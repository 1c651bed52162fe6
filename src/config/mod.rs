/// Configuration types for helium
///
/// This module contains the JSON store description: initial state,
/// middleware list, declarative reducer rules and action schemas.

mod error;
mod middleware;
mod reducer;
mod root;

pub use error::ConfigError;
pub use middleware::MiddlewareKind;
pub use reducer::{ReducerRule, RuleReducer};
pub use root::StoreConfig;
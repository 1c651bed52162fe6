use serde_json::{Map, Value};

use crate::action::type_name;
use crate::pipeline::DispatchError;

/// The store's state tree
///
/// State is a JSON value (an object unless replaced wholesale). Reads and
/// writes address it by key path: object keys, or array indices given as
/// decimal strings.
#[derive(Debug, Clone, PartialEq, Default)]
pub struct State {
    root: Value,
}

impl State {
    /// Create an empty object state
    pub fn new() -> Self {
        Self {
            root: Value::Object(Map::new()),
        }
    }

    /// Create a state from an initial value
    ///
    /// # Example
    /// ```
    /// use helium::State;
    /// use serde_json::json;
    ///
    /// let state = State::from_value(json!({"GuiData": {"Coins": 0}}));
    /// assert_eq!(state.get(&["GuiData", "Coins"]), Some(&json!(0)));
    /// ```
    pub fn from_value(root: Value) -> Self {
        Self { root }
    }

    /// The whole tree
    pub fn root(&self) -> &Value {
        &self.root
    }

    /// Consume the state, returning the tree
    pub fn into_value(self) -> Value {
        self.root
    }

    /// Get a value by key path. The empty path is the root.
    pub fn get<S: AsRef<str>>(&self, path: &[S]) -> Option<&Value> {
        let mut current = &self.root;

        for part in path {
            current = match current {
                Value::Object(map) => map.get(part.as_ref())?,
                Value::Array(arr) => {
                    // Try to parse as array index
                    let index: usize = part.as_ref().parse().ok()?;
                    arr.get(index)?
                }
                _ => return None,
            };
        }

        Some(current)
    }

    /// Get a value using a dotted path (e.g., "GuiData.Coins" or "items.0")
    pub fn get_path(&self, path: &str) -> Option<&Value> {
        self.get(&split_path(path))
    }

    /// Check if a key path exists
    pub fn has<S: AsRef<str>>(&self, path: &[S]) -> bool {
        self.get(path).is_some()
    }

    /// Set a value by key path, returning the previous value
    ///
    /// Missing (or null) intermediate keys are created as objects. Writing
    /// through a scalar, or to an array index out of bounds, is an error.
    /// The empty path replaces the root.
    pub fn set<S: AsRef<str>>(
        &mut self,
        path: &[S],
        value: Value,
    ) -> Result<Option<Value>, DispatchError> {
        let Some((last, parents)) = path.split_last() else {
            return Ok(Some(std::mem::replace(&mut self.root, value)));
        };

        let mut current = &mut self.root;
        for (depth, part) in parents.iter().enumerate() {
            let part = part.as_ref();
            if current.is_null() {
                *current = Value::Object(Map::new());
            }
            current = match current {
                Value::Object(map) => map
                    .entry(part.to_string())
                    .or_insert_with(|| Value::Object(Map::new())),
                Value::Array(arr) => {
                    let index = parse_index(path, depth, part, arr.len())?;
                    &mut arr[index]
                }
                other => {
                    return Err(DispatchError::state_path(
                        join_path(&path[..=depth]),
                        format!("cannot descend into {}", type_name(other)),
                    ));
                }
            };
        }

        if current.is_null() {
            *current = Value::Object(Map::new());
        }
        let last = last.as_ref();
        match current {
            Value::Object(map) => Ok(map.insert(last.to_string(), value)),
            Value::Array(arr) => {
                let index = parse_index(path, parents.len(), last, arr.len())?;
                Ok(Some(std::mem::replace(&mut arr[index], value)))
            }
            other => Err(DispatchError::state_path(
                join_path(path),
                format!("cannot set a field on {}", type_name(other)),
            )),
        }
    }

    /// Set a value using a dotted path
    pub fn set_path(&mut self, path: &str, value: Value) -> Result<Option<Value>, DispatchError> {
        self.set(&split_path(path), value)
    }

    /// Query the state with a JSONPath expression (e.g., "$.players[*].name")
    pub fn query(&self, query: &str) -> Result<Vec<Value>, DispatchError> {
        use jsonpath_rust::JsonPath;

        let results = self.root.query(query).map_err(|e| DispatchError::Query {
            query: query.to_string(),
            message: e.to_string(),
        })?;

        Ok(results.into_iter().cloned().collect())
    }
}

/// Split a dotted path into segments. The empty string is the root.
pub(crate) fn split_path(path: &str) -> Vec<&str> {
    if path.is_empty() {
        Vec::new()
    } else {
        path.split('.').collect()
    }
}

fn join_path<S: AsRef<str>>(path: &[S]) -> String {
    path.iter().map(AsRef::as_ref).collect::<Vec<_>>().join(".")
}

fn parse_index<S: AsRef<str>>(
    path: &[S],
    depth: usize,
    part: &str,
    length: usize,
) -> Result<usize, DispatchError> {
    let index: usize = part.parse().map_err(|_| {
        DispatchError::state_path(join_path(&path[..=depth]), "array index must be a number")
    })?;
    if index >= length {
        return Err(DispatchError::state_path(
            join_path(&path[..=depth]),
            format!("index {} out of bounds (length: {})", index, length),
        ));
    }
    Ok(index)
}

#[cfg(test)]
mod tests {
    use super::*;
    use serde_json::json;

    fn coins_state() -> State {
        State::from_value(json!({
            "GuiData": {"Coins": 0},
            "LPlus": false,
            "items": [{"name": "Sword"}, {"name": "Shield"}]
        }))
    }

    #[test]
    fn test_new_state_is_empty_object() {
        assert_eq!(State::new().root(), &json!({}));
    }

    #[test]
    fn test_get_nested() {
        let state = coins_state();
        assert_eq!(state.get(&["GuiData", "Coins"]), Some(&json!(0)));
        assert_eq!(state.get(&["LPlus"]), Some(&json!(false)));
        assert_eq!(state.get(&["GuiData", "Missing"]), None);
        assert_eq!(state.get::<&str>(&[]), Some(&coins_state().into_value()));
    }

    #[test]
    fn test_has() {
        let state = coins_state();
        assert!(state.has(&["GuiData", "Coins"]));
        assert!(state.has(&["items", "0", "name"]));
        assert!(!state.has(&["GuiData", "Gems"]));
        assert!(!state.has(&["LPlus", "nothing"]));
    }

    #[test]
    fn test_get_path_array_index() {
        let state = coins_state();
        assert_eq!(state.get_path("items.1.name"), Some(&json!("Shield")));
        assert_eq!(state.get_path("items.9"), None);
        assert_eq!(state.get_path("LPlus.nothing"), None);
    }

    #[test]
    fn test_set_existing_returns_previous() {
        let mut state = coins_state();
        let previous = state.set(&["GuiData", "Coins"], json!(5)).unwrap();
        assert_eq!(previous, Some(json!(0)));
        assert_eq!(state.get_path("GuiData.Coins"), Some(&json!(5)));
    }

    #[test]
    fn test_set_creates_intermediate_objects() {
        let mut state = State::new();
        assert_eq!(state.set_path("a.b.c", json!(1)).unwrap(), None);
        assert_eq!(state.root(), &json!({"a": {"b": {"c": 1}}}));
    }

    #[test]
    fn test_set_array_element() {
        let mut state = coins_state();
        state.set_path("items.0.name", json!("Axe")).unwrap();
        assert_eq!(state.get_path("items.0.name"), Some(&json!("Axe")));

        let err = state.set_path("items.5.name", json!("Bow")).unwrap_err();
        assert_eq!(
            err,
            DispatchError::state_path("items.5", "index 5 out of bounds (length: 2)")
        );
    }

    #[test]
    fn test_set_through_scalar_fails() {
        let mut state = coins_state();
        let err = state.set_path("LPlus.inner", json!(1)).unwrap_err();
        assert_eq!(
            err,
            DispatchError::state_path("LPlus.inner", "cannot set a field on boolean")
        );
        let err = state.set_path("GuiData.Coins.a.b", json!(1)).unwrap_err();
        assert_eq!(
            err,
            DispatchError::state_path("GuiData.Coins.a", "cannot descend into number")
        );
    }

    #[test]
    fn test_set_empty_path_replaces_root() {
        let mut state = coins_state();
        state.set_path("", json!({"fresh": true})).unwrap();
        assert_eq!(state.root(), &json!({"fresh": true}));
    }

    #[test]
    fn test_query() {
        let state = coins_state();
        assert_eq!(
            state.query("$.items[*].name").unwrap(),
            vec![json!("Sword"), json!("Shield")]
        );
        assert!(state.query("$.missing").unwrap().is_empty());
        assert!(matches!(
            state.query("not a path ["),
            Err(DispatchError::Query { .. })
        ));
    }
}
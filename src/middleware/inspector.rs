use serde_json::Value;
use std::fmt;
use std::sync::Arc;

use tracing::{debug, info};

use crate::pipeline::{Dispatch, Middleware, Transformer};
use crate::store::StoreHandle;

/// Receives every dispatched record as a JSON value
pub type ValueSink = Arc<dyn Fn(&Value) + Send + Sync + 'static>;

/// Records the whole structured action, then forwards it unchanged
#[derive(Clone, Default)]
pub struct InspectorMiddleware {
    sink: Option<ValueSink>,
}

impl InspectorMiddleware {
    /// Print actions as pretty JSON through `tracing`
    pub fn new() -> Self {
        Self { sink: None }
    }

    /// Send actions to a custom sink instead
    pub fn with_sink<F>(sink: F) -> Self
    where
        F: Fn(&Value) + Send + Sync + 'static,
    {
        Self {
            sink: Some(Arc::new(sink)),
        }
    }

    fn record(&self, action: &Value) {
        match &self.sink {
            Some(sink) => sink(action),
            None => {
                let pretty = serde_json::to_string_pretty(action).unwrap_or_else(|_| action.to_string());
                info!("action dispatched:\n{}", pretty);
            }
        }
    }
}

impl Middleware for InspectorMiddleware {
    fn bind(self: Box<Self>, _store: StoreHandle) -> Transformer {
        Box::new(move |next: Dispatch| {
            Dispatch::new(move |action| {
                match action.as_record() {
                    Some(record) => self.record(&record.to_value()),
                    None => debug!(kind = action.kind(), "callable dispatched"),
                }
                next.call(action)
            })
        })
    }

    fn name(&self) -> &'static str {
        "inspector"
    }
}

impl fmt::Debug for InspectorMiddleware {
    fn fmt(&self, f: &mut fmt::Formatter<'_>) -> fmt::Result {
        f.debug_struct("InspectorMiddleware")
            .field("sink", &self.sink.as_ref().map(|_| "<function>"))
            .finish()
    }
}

··········

> _Try it_
Word for word, set down the lines from the beginning of the records through the line that holds "wholesale). Reads and". Leave out the rest.

> _Written response_
repository 1c651bed52162fe6
filename src/config/mod.rs
/// Configuration types for helium
///
/// This module contains the JSON store description: initial state,
/// middleware list, declarative reducer rules and action schemas.

mod error;
mod middleware;
mod reducer;
mod root;

pub use error::ConfigError;
pub use middleware::MiddlewareKind;
pub use reducer::{ReducerRule, RuleReducer};
pub use root::StoreConfig;
repository 1c651bed52162fe6
use serde_json::{Map, Value};

use crate::action::type_name;
use crate::pipeline::DispatchError;

/// The store's state tree
///
/// State is a JSON value (an object unless replaced wholesale). Reads and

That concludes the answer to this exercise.